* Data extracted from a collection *
============

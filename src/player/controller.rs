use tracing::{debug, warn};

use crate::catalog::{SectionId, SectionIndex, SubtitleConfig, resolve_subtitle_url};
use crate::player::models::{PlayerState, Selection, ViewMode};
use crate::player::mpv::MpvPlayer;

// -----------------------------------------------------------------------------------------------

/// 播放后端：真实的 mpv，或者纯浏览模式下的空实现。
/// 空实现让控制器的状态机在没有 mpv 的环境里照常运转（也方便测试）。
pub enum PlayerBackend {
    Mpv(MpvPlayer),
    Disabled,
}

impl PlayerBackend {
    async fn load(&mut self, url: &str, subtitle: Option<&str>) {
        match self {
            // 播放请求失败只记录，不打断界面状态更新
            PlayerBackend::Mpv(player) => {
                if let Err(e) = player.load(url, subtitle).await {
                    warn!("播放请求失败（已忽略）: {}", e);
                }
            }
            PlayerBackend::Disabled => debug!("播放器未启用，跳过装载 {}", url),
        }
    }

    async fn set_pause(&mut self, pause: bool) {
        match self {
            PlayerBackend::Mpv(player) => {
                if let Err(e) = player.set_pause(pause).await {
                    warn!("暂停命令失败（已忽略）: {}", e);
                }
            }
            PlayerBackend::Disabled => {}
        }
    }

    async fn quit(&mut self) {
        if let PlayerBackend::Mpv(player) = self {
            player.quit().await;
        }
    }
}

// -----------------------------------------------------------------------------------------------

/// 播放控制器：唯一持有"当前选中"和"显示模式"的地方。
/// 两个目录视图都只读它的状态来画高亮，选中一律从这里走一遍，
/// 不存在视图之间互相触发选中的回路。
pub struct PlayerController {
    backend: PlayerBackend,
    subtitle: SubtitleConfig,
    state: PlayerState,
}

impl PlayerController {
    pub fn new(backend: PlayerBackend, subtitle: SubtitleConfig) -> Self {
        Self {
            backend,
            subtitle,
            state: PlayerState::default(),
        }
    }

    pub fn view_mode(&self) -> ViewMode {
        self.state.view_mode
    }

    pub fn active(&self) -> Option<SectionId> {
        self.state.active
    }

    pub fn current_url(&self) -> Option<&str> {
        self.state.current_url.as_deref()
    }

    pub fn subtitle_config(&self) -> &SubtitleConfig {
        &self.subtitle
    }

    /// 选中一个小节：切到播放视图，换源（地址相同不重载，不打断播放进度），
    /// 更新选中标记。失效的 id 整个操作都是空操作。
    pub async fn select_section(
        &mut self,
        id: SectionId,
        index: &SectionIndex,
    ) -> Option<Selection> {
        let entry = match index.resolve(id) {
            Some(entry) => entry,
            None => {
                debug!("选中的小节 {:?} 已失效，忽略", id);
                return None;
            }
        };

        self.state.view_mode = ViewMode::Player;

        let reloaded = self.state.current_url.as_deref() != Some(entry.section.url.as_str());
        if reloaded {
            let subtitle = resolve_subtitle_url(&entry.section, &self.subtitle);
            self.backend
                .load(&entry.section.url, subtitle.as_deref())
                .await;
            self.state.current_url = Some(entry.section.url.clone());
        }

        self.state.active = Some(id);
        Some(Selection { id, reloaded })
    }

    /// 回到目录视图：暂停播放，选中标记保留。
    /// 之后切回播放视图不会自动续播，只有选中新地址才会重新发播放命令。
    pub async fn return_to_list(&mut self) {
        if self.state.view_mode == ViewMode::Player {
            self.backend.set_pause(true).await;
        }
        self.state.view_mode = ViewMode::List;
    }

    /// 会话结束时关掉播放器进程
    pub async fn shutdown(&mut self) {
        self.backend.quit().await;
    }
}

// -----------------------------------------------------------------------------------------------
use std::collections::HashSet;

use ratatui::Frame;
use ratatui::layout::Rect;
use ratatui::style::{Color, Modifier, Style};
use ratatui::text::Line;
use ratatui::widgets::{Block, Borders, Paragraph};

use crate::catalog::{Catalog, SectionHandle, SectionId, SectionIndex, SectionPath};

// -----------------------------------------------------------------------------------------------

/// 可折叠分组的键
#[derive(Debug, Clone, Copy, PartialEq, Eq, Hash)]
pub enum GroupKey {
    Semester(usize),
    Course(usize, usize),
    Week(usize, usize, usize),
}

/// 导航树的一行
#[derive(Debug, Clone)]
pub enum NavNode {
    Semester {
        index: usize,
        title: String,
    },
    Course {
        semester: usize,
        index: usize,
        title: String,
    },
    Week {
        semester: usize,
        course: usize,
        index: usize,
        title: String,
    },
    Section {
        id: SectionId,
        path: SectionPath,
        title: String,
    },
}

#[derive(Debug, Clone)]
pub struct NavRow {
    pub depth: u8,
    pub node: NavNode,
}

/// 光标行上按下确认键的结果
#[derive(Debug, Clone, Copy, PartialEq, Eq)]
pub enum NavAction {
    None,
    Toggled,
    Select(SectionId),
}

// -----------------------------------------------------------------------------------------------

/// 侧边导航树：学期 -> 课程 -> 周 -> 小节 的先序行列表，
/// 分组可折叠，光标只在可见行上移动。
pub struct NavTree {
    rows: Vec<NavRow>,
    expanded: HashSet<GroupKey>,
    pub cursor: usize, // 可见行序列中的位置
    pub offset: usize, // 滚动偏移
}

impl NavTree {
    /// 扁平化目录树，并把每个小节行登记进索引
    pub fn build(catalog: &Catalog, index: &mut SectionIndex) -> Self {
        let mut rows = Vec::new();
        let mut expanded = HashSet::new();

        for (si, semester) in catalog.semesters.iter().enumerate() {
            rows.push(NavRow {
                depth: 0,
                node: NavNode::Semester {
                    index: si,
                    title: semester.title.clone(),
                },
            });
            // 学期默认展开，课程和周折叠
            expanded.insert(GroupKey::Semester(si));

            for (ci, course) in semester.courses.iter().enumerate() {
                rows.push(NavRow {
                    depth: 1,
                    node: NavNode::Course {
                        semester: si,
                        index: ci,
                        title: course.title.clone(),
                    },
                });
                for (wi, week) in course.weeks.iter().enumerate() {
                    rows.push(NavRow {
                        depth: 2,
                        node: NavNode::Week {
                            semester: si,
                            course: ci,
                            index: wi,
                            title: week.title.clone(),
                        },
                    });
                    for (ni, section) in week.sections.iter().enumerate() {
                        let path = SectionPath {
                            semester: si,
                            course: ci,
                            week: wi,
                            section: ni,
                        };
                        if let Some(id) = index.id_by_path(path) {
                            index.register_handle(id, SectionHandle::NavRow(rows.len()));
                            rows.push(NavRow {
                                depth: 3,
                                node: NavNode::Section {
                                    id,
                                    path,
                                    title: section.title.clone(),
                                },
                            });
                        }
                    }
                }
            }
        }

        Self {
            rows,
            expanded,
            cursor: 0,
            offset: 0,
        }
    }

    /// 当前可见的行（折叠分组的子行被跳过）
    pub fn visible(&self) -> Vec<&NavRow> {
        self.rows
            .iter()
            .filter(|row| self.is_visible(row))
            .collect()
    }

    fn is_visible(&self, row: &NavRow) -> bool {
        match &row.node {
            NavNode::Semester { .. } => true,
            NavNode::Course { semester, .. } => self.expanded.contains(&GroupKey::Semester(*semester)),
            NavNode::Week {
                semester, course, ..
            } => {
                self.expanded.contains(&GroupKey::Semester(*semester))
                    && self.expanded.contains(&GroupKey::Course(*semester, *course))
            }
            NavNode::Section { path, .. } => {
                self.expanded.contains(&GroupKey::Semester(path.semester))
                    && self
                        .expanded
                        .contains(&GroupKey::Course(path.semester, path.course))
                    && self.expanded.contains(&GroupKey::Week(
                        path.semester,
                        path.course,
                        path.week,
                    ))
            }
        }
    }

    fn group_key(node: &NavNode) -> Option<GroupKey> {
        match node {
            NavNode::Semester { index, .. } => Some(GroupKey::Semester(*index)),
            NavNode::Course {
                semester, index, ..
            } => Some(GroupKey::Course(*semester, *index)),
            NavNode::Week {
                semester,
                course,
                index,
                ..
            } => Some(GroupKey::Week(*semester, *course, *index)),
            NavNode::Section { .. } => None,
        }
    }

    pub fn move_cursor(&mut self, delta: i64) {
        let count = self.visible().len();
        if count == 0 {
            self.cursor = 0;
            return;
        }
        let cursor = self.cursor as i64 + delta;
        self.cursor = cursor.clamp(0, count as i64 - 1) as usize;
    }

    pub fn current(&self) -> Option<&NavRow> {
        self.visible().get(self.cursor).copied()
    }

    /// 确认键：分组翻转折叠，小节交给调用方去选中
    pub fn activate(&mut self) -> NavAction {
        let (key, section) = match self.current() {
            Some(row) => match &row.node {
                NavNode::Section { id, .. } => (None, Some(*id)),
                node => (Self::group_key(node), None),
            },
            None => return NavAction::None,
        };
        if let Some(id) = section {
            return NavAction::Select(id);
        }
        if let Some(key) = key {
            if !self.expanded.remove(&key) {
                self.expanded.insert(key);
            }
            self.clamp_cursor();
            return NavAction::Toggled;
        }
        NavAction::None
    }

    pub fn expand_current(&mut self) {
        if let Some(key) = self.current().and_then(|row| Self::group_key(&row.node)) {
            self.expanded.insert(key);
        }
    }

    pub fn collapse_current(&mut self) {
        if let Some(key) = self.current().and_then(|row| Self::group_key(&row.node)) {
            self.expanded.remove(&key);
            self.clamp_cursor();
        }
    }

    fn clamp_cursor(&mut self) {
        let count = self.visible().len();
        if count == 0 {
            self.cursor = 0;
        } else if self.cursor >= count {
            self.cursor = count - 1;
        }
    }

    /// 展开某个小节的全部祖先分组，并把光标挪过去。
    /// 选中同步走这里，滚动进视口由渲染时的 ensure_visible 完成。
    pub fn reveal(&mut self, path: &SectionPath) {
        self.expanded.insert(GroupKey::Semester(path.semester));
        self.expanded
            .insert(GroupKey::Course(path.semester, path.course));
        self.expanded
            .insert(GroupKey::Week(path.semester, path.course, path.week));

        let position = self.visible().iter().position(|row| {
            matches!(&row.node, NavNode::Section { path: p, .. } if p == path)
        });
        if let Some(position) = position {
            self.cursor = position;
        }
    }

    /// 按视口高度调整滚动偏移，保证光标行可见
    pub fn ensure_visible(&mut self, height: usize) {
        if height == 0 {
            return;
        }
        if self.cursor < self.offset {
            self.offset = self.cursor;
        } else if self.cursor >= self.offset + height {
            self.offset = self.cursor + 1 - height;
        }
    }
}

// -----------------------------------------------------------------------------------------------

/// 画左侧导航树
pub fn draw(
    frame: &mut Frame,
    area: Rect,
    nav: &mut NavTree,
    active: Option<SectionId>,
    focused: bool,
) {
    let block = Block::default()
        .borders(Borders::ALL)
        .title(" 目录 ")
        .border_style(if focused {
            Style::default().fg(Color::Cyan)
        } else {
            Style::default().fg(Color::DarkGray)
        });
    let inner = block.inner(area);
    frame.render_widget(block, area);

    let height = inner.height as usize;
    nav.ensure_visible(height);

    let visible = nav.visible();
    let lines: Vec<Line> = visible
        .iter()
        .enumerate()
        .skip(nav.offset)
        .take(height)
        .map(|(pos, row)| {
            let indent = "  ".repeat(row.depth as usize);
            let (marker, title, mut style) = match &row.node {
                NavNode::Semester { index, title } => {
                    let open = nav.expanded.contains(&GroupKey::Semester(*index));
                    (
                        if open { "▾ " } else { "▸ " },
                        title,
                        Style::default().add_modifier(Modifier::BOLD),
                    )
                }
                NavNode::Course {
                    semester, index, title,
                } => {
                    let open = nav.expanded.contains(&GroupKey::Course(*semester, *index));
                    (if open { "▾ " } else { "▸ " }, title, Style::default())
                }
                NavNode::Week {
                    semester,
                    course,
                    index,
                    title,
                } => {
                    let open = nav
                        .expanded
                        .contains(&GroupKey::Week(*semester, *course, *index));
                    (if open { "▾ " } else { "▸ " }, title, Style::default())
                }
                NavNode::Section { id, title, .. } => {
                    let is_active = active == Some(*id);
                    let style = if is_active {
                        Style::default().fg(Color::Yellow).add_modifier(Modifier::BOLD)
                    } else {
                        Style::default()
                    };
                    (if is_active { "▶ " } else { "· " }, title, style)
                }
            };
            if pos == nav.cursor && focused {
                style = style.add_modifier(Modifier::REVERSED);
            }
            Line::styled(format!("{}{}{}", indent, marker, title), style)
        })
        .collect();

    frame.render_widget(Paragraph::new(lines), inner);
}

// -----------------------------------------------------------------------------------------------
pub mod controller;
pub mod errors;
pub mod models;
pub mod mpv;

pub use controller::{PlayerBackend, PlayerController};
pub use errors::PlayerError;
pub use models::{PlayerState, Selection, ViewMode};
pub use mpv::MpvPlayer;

============

* PROBLEM REQUIREMENTS *
Using the records above, repeat exactly the lines from the first one through the line with "use crate::player::mpv::MpvPlayer;".

* EXPECTED OUTPUT *
filename src/player/controller.rs
use tracing::{debug, warn};

use crate::catalog::{SectionId, SectionIndex, SubtitleConfig, resolve_subtitle_url};
use crate::player::models::{PlayerState, Selection, ViewMode};
use crate::player::mpv::MpvPlayer;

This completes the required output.